Un atout économique
Les immigrés rapportent plus qu’ils ne coûtent aux finances publiques, démontre une étude, à rebours d’une idée fausse.
dans l’hebdo N° 1204 Acheter ce numéro
En 2011, un audit publié par une trentaine de parlementaires [^2] mettait à mal les idées reçues sur l’immigration et la politique répressive de Nicolas Sarkozy. Sénateurs et députés ont interrogé trente-cinq spécialistes, dont El Mouhoub Mouhoud, professeur d’économie à l’université Paris-Dauphine, qui continue aujourd’hui à faire la lumière sur une réalité complexe. Car, pour l’économie, l’immigration est en réalité un atout.

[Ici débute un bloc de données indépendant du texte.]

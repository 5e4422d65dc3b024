//! Write side of the graph cache: the three-pass CSR build.
//!
//! 1. index nodes: assign dense ids, count edges
//! 2. count degrees into offset histograms, prefix-sum them
//! 3. scatter each edge into its slot of the forward and reverse indices
//!
//! Everything is written into a staging directory inside the target and
//! renamed into place once all five files are complete. A failed rename
//! restores whatever cache was there before.

use std::fmt::Debug;
use std::fs;
use std::hash::Hash;
use std::path::{Path, PathBuf};

use serde::Serialize;
use tracing::{debug, info, warn};

use crate::errors::{StowError, StowResult};
use crate::graph::cache::GraphCache;
use crate::graph::csr::{IndexWriter, OffsetsBuilder, write_offsets};
use crate::graph::node_map::{NodeIdMap, write_nodes};
use crate::graph::paths::GraphCachePaths;

/// Number of edges between two progress events.
pub const PROGRESS_INTERVAL: usize = 1_000_000;

const STAGING_PREFIX: &str = ".graphstow-build-";
const STAGED_DIR: &str = "next";
const PREVIOUS_DIR: &str = "previous";

/// Options for [`build_graph_cache`].
#[derive(Clone, Debug, Default)]
pub struct BuildOptions {
    /// Assign ids in sorted node order instead of first-encounter order
    pub sort_nodes: bool,
    /// Expected edge count, reported alongside progress on the first pass
    pub estimated_edges: Option<usize>,
    /// Emit `debug` progress events every [`PROGRESS_INTERVAL`] edges
    pub progress: bool,
}

impl BuildOptions {
    pub fn sorted() -> Self {
        Self {
            sort_nodes: true,
            ..Self::default()
        }
    }

    pub fn with_progress(mut self, estimated_edges: Option<usize>) -> Self {
        self.progress = true;
        self.estimated_edges = estimated_edges;
        self
    }
}

/// Build a graph cache in `directory` from a re-iterable edge source.
///
/// `edges` is called once per pass, three times in total, and must yield the
/// same edges each time. Wrap an in-memory collection as `|| edges.iter().cloned()`.
/// Sources that read from disk should use [`try_build_graph_cache`].
///
/// ```rust,no_run
/// use graphstow::graph::{BuildOptions, build_graph_cache};
///
/// let edges = vec![("a", "b"), ("a", "c"), ("b", "c")];
/// let graph = build_graph_cache(
///     || edges.iter().map(|&(u, v)| (u.to_string(), v.to_string())),
///     "/data/mygraph",
///     &BuildOptions::sorted(),
/// )?;
/// assert_eq!(graph.edge_count(), 3);
/// # Ok::<(), graphstow::StowError>(())
/// ```
pub fn build_graph_cache<X, F, I, P>(
    edges: F,
    directory: P,
    options: &BuildOptions,
) -> StowResult<GraphCache<X>>
where
    X: Eq + Hash + Clone + Ord + Debug + Serialize,
    F: FnMut() -> I,
    I: IntoIterator<Item = (X, X)>,
    P: AsRef<Path>,
{
    let paths = GraphCachePaths::from_directory(directory)?;
    build_graph_cache_at(edges, &paths, options)
}

/// Same as [`build_graph_cache`] for an already described cache location.
pub fn build_graph_cache_at<X, F, I>(
    mut edges: F,
    paths: &GraphCachePaths,
    options: &BuildOptions,
) -> StowResult<GraphCache<X>>
where
    X: Eq + Hash + Clone + Ord + Debug + Serialize,
    F: FnMut() -> I,
    I: IntoIterator<Item = (X, X)>,
{
    try_build_graph_cache_at(
        || Ok::<_, StowError>(edges().into_iter().map(Ok::<_, StowError>)),
        paths,
        options,
    )
}

/// Build from a fallible edge source, such as a reader over an edge file.
///
/// Opening the source and every yielded edge may fail; the first error aborts
/// the build and nothing is published.
pub fn try_build_graph_cache<X, F, I, P>(
    edges: F,
    directory: P,
    options: &BuildOptions,
) -> StowResult<GraphCache<X>>
where
    X: Eq + Hash + Clone + Ord + Debug + Serialize,
    F: FnMut() -> StowResult<I>,
    I: IntoIterator<Item = StowResult<(X, X)>>,
    P: AsRef<Path>,
{
    let paths = GraphCachePaths::from_directory(directory)?;
    try_build_graph_cache_at(edges, &paths, options)
}

pub fn try_build_graph_cache_at<X, F, I>(
    mut edges: F,
    paths: &GraphCachePaths,
    options: &BuildOptions,
) -> StowResult<GraphCache<X>>
where
    X: Eq + Hash + Clone + Ord + Debug + Serialize,
    F: FnMut() -> StowResult<I>,
    I: IntoIterator<Item = StowResult<(X, X)>>,
{
    if !paths.directory.is_dir() {
        return Err(StowError::not_a_directory(&paths.directory));
    }
    info!(directory = %paths.directory.display(), "building graph cache");

    let staging = tempfile::Builder::new()
        .prefix(STAGING_PREFIX)
        .tempdir_in(&paths.directory)?;
    let staged = GraphCachePaths::in_directory(staging.path().join(STAGED_DIR));
    fs::create_dir(&staged.directory)?;

    // Pass 1: nodes.
    let mut progress = Progress::new("indexing nodes", options, options.estimated_edges);
    let mut nodes = NodeIdMap::new();
    let mut edge_count = 0usize;
    for edge in edges()? {
        let (u, v) = edge?;
        nodes.insert(u)?;
        nodes.insert(v)?;
        edge_count += 1;
        progress.tick();
    }
    if options.sort_nodes {
        nodes = nodes.sorted();
    }
    write_nodes(&staged.nodes, nodes.nodes())?;
    debug!(nodes = nodes.len(), edges = edge_count, "indexed nodes");

    // Pass 2: degree histograms.
    let mut progress = Progress::new("constructing pointers", options, Some(edge_count));
    let mut forward_offsets = OffsetsBuilder::new(nodes.len());
    let mut reverse_offsets = OffsetsBuilder::new(nodes.len());
    let mut seen = 0usize;
    for edge in edges()? {
        let (u, v) = edge?;
        forward_offsets.increment(lookup(&nodes, &u)?);
        reverse_offsets.increment(lookup(&nodes, &v)?);
        seen += 1;
        progress.tick();
    }
    if seen != edge_count {
        return Err(changed_stream(edge_count, seen));
    }
    let forward_offsets = forward_offsets.finish();
    let reverse_offsets = reverse_offsets.finish();
    write_offsets(&staged.forward_indptr, &forward_offsets)?;
    write_offsets(&staged.reverse_indptr, &reverse_offsets)?;

    // Pass 3: scatter.
    let mut progress = Progress::new("filling edges", options, Some(edge_count));
    let mut forward = IndexWriter::create(&staged.forward_indices, &forward_offsets)?;
    let mut reverse = IndexWriter::create(&staged.reverse_indices, &reverse_offsets)?;
    for edge in edges()? {
        let (u, v) = edge?;
        let u = lookup(&nodes, &u)?;
        let v = lookup(&nodes, &v)?;
        forward.place(u, v)?;
        reverse.place(v, u)?;
        progress.tick();
    }
    forward.finish()?;
    reverse.finish()?;

    publish(&staged, paths, &staging.path().join(PREVIOUS_DIR))?;
    staging.close()?;

    info!(
        directory = %paths.directory.display(),
        nodes = nodes.len(),
        edges = edge_count,
        "graph cache built"
    );
    GraphCache::from_parts(paths.clone(), nodes)
}

/// Move the staged artifacts over `target`.
///
/// Existing artifacts are first moved into `backup`. If any rename fails the
/// new files are removed and the previous generation is moved back, so an
/// error never leaves two generations mixed in `target`.
fn publish(staged: &GraphCachePaths, target: &GraphCachePaths, backup: &Path) -> StowResult<()> {
    fs::create_dir(backup)?;
    let mut saved = Vec::new();
    let mut placed = Vec::new();
    if let Err(err) = swap_in(staged, target, backup, &mut saved, &mut placed) {
        warn!(
            directory = %target.directory.display(),
            error = %err,
            "publish failed, restoring previous graph cache"
        );
        for path in &placed {
            let _ = fs::remove_file(path);
        }
        for (kept, original) in &saved {
            let _ = fs::rename(kept, original);
        }
        return Err(err);
    }
    Ok(())
}

fn swap_in(
    staged: &GraphCachePaths,
    target: &GraphCachePaths,
    backup: &Path,
    saved: &mut Vec<(PathBuf, PathBuf)>,
    placed: &mut Vec<PathBuf>,
) -> StowResult<()> {
    for path in target.files() {
        let (true, Some(name)) = (path.is_file(), path.file_name()) else {
            continue;
        };
        let kept = backup.join(name);
        fs::rename(path, &kept)?;
        saved.push((kept, path.to_path_buf()));
    }
    for (from, to) in staged.files().into_iter().zip(target.files()) {
        fs::rename(from, to)?;
        placed.push(to.to_path_buf());
    }
    Ok(())
}

fn lookup<X: Eq + Hash + Clone + Debug>(nodes: &NodeIdMap<X>, node: &X) -> StowResult<u32> {
    nodes.id(node).ok_or_else(|| {
        StowError::invalid_input(format!(
            "node {node:?} was not seen on the first pass; the edge stream changed between passes"
        ))
    })
}

fn changed_stream(expected: usize, found: usize) -> StowError {
    StowError::invalid_input(format!(
        "edge stream yielded {found} edges after {expected} on the first pass"
    ))
}

struct Progress {
    pass: &'static str,
    enabled: bool,
    total: Option<usize>,
    seen: usize,
}

impl Progress {
    fn new(pass: &'static str, options: &BuildOptions, total: Option<usize>) -> Self {
        Self {
            pass,
            enabled: options.progress,
            total,
            seen: 0,
        }
    }

    fn tick(&mut self) {
        self.seen += 1;
        if self.enabled && self.seen % PROGRESS_INTERVAL == 0 {
            debug!(
                pass = self.pass,
                edges = self.seen,
                total = ?self.total,
                "graph cache build progress"
            );
        }
    }
}

#[cfg(test)]
mod tests {
    use std::cell::Cell;

    use super::*;

    #[test]
    fn test_staging_directory_is_removed() {
        let dir = tempfile::tempdir().unwrap();
        let edges = [(1u32, 2u32), (2, 3)];
        build_graph_cache(|| edges, dir.path(), &BuildOptions::default()).unwrap();
        let leftovers: Vec<_> = fs::read_dir(dir.path())
            .unwrap()
            .filter_map(|entry| entry.ok())
            .filter(|entry| entry.file_name().to_string_lossy().starts_with(STAGING_PREFIX))
            .collect();
        assert!(leftovers.is_empty());
    }

    #[test]
    fn test_changed_stream_fails_without_publishing() {
        let dir = tempfile::tempdir().unwrap();
        let calls = Cell::new(0);
        let result = build_graph_cache(
            || {
                calls.set(calls.get() + 1);
                if calls.get() == 1 {
                    vec![(1u32, 2u32), (2, 3)]
                } else {
                    vec![(1u32, 2u32)]
                }
            },
            dir.path(),
            &BuildOptions::default(),
        );
        assert!(matches!(result, Err(StowError::InvalidInput(_))));
        assert!(!GraphCachePaths::from_directory(dir.path()).unwrap().exists());
        assert_eq!(fs::read_dir(dir.path()).unwrap().count(), 0);
    }

    #[test]
    fn test_unknown_node_on_later_pass_fails() {
        let dir = tempfile::tempdir().unwrap();
        let calls = Cell::new(0);
        let result = build_graph_cache(
            || {
                calls.set(calls.get() + 1);
                if calls.get() == 1 {
                    vec![(1u32, 2u32)]
                } else {
                    vec![(1u32, 9u32)]
                }
            },
            dir.path(),
            &BuildOptions::default(),
        );
        assert!(matches!(result, Err(StowError::InvalidInput(_))));
    }

    #[test]
    fn test_source_error_on_later_pass_keeps_previous_cache() {
        let dir = tempfile::tempdir().unwrap();
        build_graph_cache(|| [(1u32, 2u32)], dir.path(), &BuildOptions::default()).unwrap();

        let calls = Cell::new(0);
        let result = try_build_graph_cache(
            || {
                calls.set(calls.get() + 1);
                let fail = calls.get() == 3;
                Ok(vec![(1u32, 3u32), (3, 4)]
                    .into_iter()
                    .enumerate()
                    .map(move |(i, edge)| {
                        if fail && i == 1 {
                            Err(StowError::Io(std::io::Error::other("read failed")))
                        } else {
                            Ok(edge)
                        }
                    }))
            },
            dir.path(),
            &BuildOptions::default(),
        );
        assert!(matches!(result, Err(StowError::Io(_))));
        assert_eq!(calls.get(), 3);

        let graph: GraphCache<u32> = GraphCache::from_directory(dir.path()).unwrap();
        assert_eq!(graph.out_edges(&1).unwrap(), vec![2]);
        assert!(!graph.contains(&3));
        assert_eq!(fs::read_dir(dir.path()).unwrap().count(), 5);
    }

    #[test]
    fn test_source_that_cannot_open_fails() {
        let dir = tempfile::tempdir().unwrap();
        let result: StowResult<GraphCache<u32>> = try_build_graph_cache(
            || Err::<Vec<StowResult<(u32, u32)>>, _>(StowError::invalid_input("no such file")),
            dir.path(),
            &BuildOptions::default(),
        );
        assert!(matches!(result, Err(StowError::InvalidInput(_))));
        assert_eq!(fs::read_dir(dir.path()).unwrap().count(), 0);
    }

    #[test]
    fn test_failed_publish_restores_previous_generation() {
        let dir = tempfile::tempdir().unwrap();
        build_graph_cache(|| [(1u32, 2u32), (2, 1)], dir.path(), &BuildOptions::default())
            .unwrap();
        let target = GraphCachePaths::from_directory(dir.path()).unwrap();
        let before: Vec<Vec<u8>> = target.files().iter().map(|p| fs::read(p).unwrap()).collect();

        // Only the first staged artifact exists, so the second rename fails.
        let scratch = tempfile::tempdir().unwrap();
        let staged = GraphCachePaths::in_directory(scratch.path().join("next"));
        fs::create_dir(&staged.directory).unwrap();
        fs::write(&staged.forward_indptr, [0u8; 16]).unwrap();

        let result = publish(&staged, &target, &scratch.path().join("previous"));
        assert!(matches!(result, Err(StowError::Io(_))));

        let after: Vec<Vec<u8>> = target.files().iter().map(|p| fs::read(p).unwrap()).collect();
        assert_eq!(before, after);
        let graph: GraphCache<u32> = GraphCache::open(target).unwrap();
        assert_eq!(graph.out_edges(&2).unwrap(), vec![1]);
    }
}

« L’impact de l’immigration sur les finances publiques est l’un des sujets les plus controversés. Les résultats des études sur ce sujet dépendent de nombreux paramètres. Il est en tout cas positif sur le long terme », affirme El Mouhoub Mouhoud, s’appuyant notamment sur l’étude d’une équipe de chercheurs de l’université de Lille, réalisée en 2009 sous la direction de Xavier Chojnicki. En 2005, alors que les immigrés ont reçu 47,9 milliards d’euros de prestations sociales (retraites, aides au logement, allocations chômage et familiales, etc.), ils ont versé à l’État 60,3 milliards (impôts, taxes, cotisations sociales). Soit une contribution nette globale de l’immigration de l’ordre de 12 milliards d’euros. Un immigré aura ainsi effectué un paiement net à l’État de l’ordre de 2 500 euros, contre un peu plus de 1 500 euros pour un natif.
« Même si, en moyenne, les immigrés semblent payer moins de taxes et recevoir plus de transferts que les natifs, il faut prendre en compte la différence de structures par âge. Les immigrés cotisent beaucoup dans les populations en âge de travailler, plus nombreuses, et reçoivent beaucoup moins en termes d’accès à la protection sociale. Ceux qui reçoivent le plus sont ceux qui sont plutôt dans des classes d’âge basses et élevées, moins nombreuses. Les immigrés touchent beaucoup moins qu’ils ne cotisent parce que l’essentiel de ceux qui cotisent se trouvent dans la classe d’âge en âge de travailler », explique El Mouhoub Mouhoud.
Une autre idée reçue considère que les immigrés prennent les emplois des natifs. Or, selon le chercheur, « les immigrés qui arrivent sur le marché du travail ne sont pas en concurrence directe avec les natifs, mais avec les travailleurs issus d’autres vagues d’immigration. » Ils viennent occuper majoritairement des secteurs délaissés par les autochtones : « Si vous venez dans un bassin d’emploi qui n’est pas occupé par les natifs, vous ne diminuez pas l’offre de travail de la part des entreprises. Même en augmentant les salaires, l’incitation à prendre des emplois pénibles est très faible. Les immigrés prennent plus de risques, ils ont une motivation extrêmement grande. »
Autre aspect : la mobilité des travailleurs. Les chômeurs situés dans des zones d’emploi en difficulté ne vont pas se tourner vers les régions qui recrutent, pour des questions financières et sociales. Contrairement aux immigrés, plus mobiles. « Quand on dit : s’il y a du chômage, il n’y a pas de place pour les immigrés, c’est erroné. Chômage ou pas, ça ne change pas le fait que les offres de travail des entreprises ne sont pas couvertes dans certains secteurs, qualifiés ou non qualifiés », affirme El Mouhoub Mouhoud.
L’économiste déplore ainsi les « effets pervers » de la politique d’immigration choisie prônée par Nicolas Sarkozy, qui risque de «retarder la mise en place de politiques de formation nécessaire aux équilibres de long terme du marché du travail», favorisant ainsi la fuite des cerveaux des pays pauvres. D’autant que ce sont les travailleurs les plus qualifiés qui migrent d’un pays à autre. « Quand vous êtes un immigré pauvre et peu qualifié, le coût de la mobilité est prohibitif. C’est un paradoxe. Plus les pays sont pauvres, plus leur taux d’émigration globale est faible, mais plus leur taux d’expatriation de qualifiés est élevé. » Ou comment casser un autre cliché : non, la France ne reçoit pas toute la « misère du monde ».
[^2]: Lire notamment l’étude publiée en mai 2011 par l’Association des parlementaires pour l’audit de la politique d’immigration, d’intégration et de codéveloppement.